Le 31 octobre dernier, cinq jeunes Bordelais sérieusement alcoolisés « empruntaient » un lama au cirque local le temps d’une virée en tramway. L’affaire a tourné au triomphe, les entreprises locales, jusqu’au comité départemental du tourisme du Gers, ayant récupéré l’animal pour se faire de la pub. Le propriétaire du cirque a même déposé la marque « Serge le lama » auprès de l’INPI et fait désormais tourner la bête comme les vedettes font des ménages. Star d’Internet le temps d’une sortie nocturne, Serge le lama est en route pour les Oscars.

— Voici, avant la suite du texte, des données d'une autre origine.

//! Webhook submission: payload projection, transport, and outcome mapping.

pub mod client;
pub mod payload;
pub mod transport;

pub use client::{ReceiptRule, SubmissionClient, SubmissionError, SubmissionId};
pub use payload::{PayloadProjection, PayloadRule, SubmissionPayload};
pub use transport::{HttpTransport, Transport, TransportError, TransportResponse};
use crate::form::schema::{FormSchema, Rule};
use crate::form::store::FieldValues;
use crate::form::value::FieldValue;

/// Evaluates a section's required-field rules against a set of field values.
///
/// Evaluation is always fresh: nothing is cached between calls, since users
/// may go back and change earlier answers at any time.
#[derive(Debug, Clone, Copy)]
pub struct SectionValidator<'a> {
    schema: &'a FormSchema,
}

impl<'a> SectionValidator<'a> {
    pub fn new(schema: &'a FormSchema) -> Self {
        Self { schema }
    }

    /// Whether every rule of the 1-based `section` holds.
    ///
    /// Section indexes come from the wizard controller, which keeps them in
    /// range; anything else is a programming error.
    pub fn is_section_valid(&self, section: usize, fields: &FieldValues) -> bool {
        let Some(descriptor) = self.schema.section(section) else {
            debug_assert!(
                false,
                "form `{}` has no section {}",
                self.schema.name(),
                section
            );
            return false;
        };
        descriptor
            .rules
            .iter()
            .all(|rule| self.is_satisfied(rule, fields))
    }

    /// Labels describing every unsatisfied rule of `section`, in rule order.
    pub fn missing_fields(&self, section: usize, fields: &FieldValues) -> Vec<String> {
        let Some(descriptor) = self.schema.section(section) else {
            debug_assert!(
                false,
                "form `{}` has no section {}",
                self.schema.name(),
                section
            );
            return Vec::new();
        };
        descriptor
            .rules
            .iter()
            .filter(|rule| !self.is_satisfied(rule, fields))
            .map(|rule| self.describe(rule))
            .collect()
    }

    fn is_satisfied(&self, rule: &Rule, fields: &FieldValues) -> bool {
        match rule {
            Rule::Required(key) => !text(fields, key).trim().is_empty(),
            Rule::AnyOf(keys) => keys
                .iter()
                .any(|key| fields.get(*key).is_some_and(|value| !value.is_blank())),
            Rule::Selected(key) => {
                let value = text(fields, key);
                !value.is_empty()
                    && self.schema.field(key).is_some_and(|field| {
                        field
                            .kind
                            .options()
                            .iter()
                            .any(|option| option.value == value)
                    })
            }
            Rule::NonEmptyList(key) => fields
                .get(*key)
                .and_then(FieldValue::as_list)
                .is_some_and(|items| items.iter().any(|item| !item.trim().is_empty())),
            Rule::MinLength(key, min) => text(fields, key).trim().chars().count() >= *min,
        }
    }

    fn describe(&self, rule: &Rule) -> String {
        let label = |key: &str| {
            self.schema
                .field(key)
                .map(|field| field.label)
                .unwrap_or("unknown field")
        };
        match rule {
            Rule::Required(key) | Rule::Selected(key) | Rule::NonEmptyList(key) => {
                label(*key).to_string()
            }
            Rule::AnyOf(keys) => keys
                .iter()
                .map(|key| label(*key))
                .collect::<Vec<_>>()
                .join(" or "),
            Rule::MinLength(key, min) => format!("{} (at least {} characters)", label(*key), min),
        }
    }
}

fn text<'v>(fields: &'v FieldValues, key: &str) -> &'v str {
    fields
        .get(key)
        .and_then(FieldValue::as_text)
        .unwrap_or("")
}
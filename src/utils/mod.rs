pub mod build_info;

use std::sync::Once;

static TRACING_INIT: Once = Once::new();

/// Initializes the global tracing subscriber with sensible defaults.
///
/// `RUST_LOG` directives take precedence; otherwise `w3_intake=info`.
pub fn init_tracing() {
    TRACING_INIT.call_once(|| {
        use tracing_subscriber::{fmt, EnvFilter};

        let filter = EnvFilter::try_from_default_env()
            .unwrap_or_else(|_| EnvFilter::new("w3_intake=info"));

        let _ = fmt()
            .with_env_filter(filter)
            .with_writer(std::io::stderr)
            .try_init();
    });
}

Peut-être est-ce cette pauvre bête qui a donné aux carabins niçois l’idée de leur propre virée. En djellabas et keffiehs, armés jusqu’aux dents de fusils M16 et d’armes de poing (magnifiques répliques en métal), ils sont quatre à avoir semé la panique au service des urgences de l’hôpital Saint-Roch, mobilisant forces de police et pompiers tandis que le quartier était bouclé afin de circonscrire les terroristes.
Ces islamistes en carton-pâte étant tous en dernière année de fac dentaire, on invoque la « blague de carabins ». Comme les chansons du même nom, les blagues de carabins n’ont jamais été de très bon goût, genre « caca-bite-couille » voire pièces et morceaux prélevés en salle d’autopsie avant de finir dans le panier de la ménagère. Estampillées vulgaires, bêtes et méchantes, mais à ce degré de stupidité et d’inconséquence, c’est encore du jamais vu.

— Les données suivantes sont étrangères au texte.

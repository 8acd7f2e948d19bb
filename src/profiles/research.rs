//! Four-step research intake posted to the Python research backend.

use crate::errors::Result;
use crate::form::schema::{
    ChoiceOption, FieldDescriptor, FieldKind, FormSchema, Rule, SectionDescriptor,
};
use crate::submission::{PayloadProjection, PayloadRule, ReceiptRule};

use super::Profile;

pub const NAME: &str = "research";
pub const SUMMARY: &str = "Deep research discovery form (Python backend, returns a job id)";

const INDUSTRIES: &[ChoiceOption] = &[
    ChoiceOption::new("Healthcare", "Healthcare"),
    ChoiceOption::new("Real Estate", "Real Estate"),
    ChoiceOption::new("Legal", "Legal"),
    ChoiceOption::new("Finance", "Finance"),
    ChoiceOption::new("E-commerce", "E-commerce"),
    ChoiceOption::new("SaaS", "SaaS / Technology"),
    ChoiceOption::new("Restaurant", "Restaurant / Food"),
    ChoiceOption::new("Home Services", "Home Services"),
    ChoiceOption::new("Education", "Education"),
    ChoiceOption::new("Other", "Other"),
];

const AI_SERVICES: &[ChoiceOption] = &[
    ChoiceOption::new("voice-agent", "AI Voice Agent - 24/7 receptionist ($5K-15K)"),
    ChoiceOption::new("text-chatbot", "Text Chatbot - social media automation ($3K-8K)"),
    ChoiceOption::new("avatar-chatbot", "Avatar Chatbot - premium video avatar ($5K-12K)"),
];

const TIMELINES: &[ChoiceOption] = &[
    ChoiceOption::new("asap", "ASAP (within 2 weeks)"),
    ChoiceOption::new("month", "This month"),
    ChoiceOption::new("quarter", "This quarter"),
    ChoiceOption::new("exploring", "Just exploring"),
];

const BUDGETS: &[ChoiceOption] = &[
    ChoiceOption::new("5-10k", "$5,000 - $10,000"),
    ChoiceOption::new("10-20k", "$10,000 - $20,000"),
    ChoiceOption::new("20k+", "$20,000+"),
];

pub fn profile() -> Result<Profile> {
    let fields = vec![
        FieldDescriptor::text("companyName", "Company Name"),
        FieldDescriptor::choice("industry", "Industry", INDUSTRIES),
        FieldDescriptor::text("website", "Website"),
        FieldDescriptor::text("services", "Main Services/Products")
            .with_help("What do you offer? e.g. dental implants, teeth whitening, general dentistry"),
        FieldDescriptor::text("usp", "Unique Selling Proposition"),
        FieldDescriptor::text("targetCustomers", "Target Customers")
            .with_help("Describe your ideal customer, e.g. small business owners aged 35-55 in Dallas"),
        FieldDescriptor::text("challenges", "Biggest Challenges"),
        FieldDescriptor::text("dreamOutcome", "Dream Outcome"),
        FieldDescriptor::text("competitor1", "Competitor 1"),
        FieldDescriptor::text("competitor2", "Competitor 2"),
        FieldDescriptor::text("competitor3", "Competitor 3"),
        FieldDescriptor::text("differentiator", "What makes you better?"),
        FieldDescriptor::new(
            "aiServices",
            "Which AI services interest you?",
            FieldKind::MultiSelect(AI_SERVICES.to_vec()),
        ),
        FieldDescriptor::text("email", "Email"),
        FieldDescriptor::text("phone", "Phone"),
        FieldDescriptor::choice("timeline", "Timeline", TIMELINES),
        FieldDescriptor::choice("budget", "Budget Range", BUDGETS),
    ];

    let sections = vec![
        SectionDescriptor::new(
            "Core Identity",
            &["companyName", "industry", "website", "services", "usp"],
        )
        .rule(Rule::Required("companyName"))
        .rule(Rule::Selected("industry"))
        .rule(Rule::Required("services")),
        SectionDescriptor::new("Target Market", &["targetCustomers", "challenges", "dreamOutcome"])
            .rule(Rule::Required("targetCustomers")),
        SectionDescriptor::new(
            "Competition",
            &["competitor1", "competitor2", "competitor3", "differentiator"],
        )
        .rule(Rule::AnyOf(vec!["competitor1", "competitor2", "competitor3"])),
        SectionDescriptor::new(
            "AI Services",
            &["aiServices", "email", "phone", "timeline", "budget"],
        )
        .rule(Rule::NonEmptyList("aiServices"))
        .rule(Rule::Required("email")),
    ];

    let projection = PayloadProjection::new(vec![
        PayloadRule::copy("companyName", "name"),
        PayloadRule::same("industry"),
        PayloadRule::same("website"),
        PayloadRule::same("services"),
        PayloadRule::copy("targetCustomers", "target_customers"),
        PayloadRule::same("usp"),
        PayloadRule::Collect {
            from: vec!["competitor1", "competitor2", "competitor3"],
            to: "competitors",
        },
        PayloadRule::same("challenges"),
        PayloadRule::same("email"),
        PayloadRule::same("phone"),
        PayloadRule::copy("dreamOutcome", "dream_outcome"),
        PayloadRule::same("differentiator"),
        PayloadRule::copy("aiServices", "ai_services"),
        PayloadRule::same("timeline"),
        PayloadRule::same("budget"),
    ]);

    Ok(Profile {
        name: NAME,
        summary: SUMMARY,
        schema: FormSchema::new(NAME, fields, sections)?.into(),
        projection,
        receipt: ReceiptRule::Field("job_id"),
        default_endpoint: Some("http://localhost:8000/api/research/start"),
        default_headers: Vec::new(),
    })
}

Interrogé ce matin sur France Info à propos du « retour de la France raciste », Michel Wieviorka avançait cette hypothèse : la France n’est pas plus raciste aujourd’hui qu’elle ne l’était hier, disait-il, mais la spontanéité et l’anonymat qu’offrent les réseaux sociaux rendent désormais la parole totalement débridée, et de là les actes. Ce que constatent d’ailleurs tous les sites comme le nôtre où les commentaires peuvent parfois atteindre des niveaux extrêmes d’insulte et de violence. Il faut faire le buzz, aller vite, faire grimper la surenchère. Pas le temps de mesurer l’ampleur de ses propos, encore moins les conséquences de ses actes.
Les carabins de Nice voulaient, paraît-il, tourner un film dans les locaux d’odontologie de l’hôpital. Pour le mettre sur YouTube, bien sûr. Et peut-être le vendre à une pâte dentifrice ou une marque de fil dentaire comme on a vendu Serge le lama à Air France (pub des destinations vers le Pérou), à l’UNICEF, au magasin Auchan local, aux clubs de foot, au casino cannois de Palm Beach en attendant sans doute la remontée des Champs-Élysées pour Abercrombie & Fitch.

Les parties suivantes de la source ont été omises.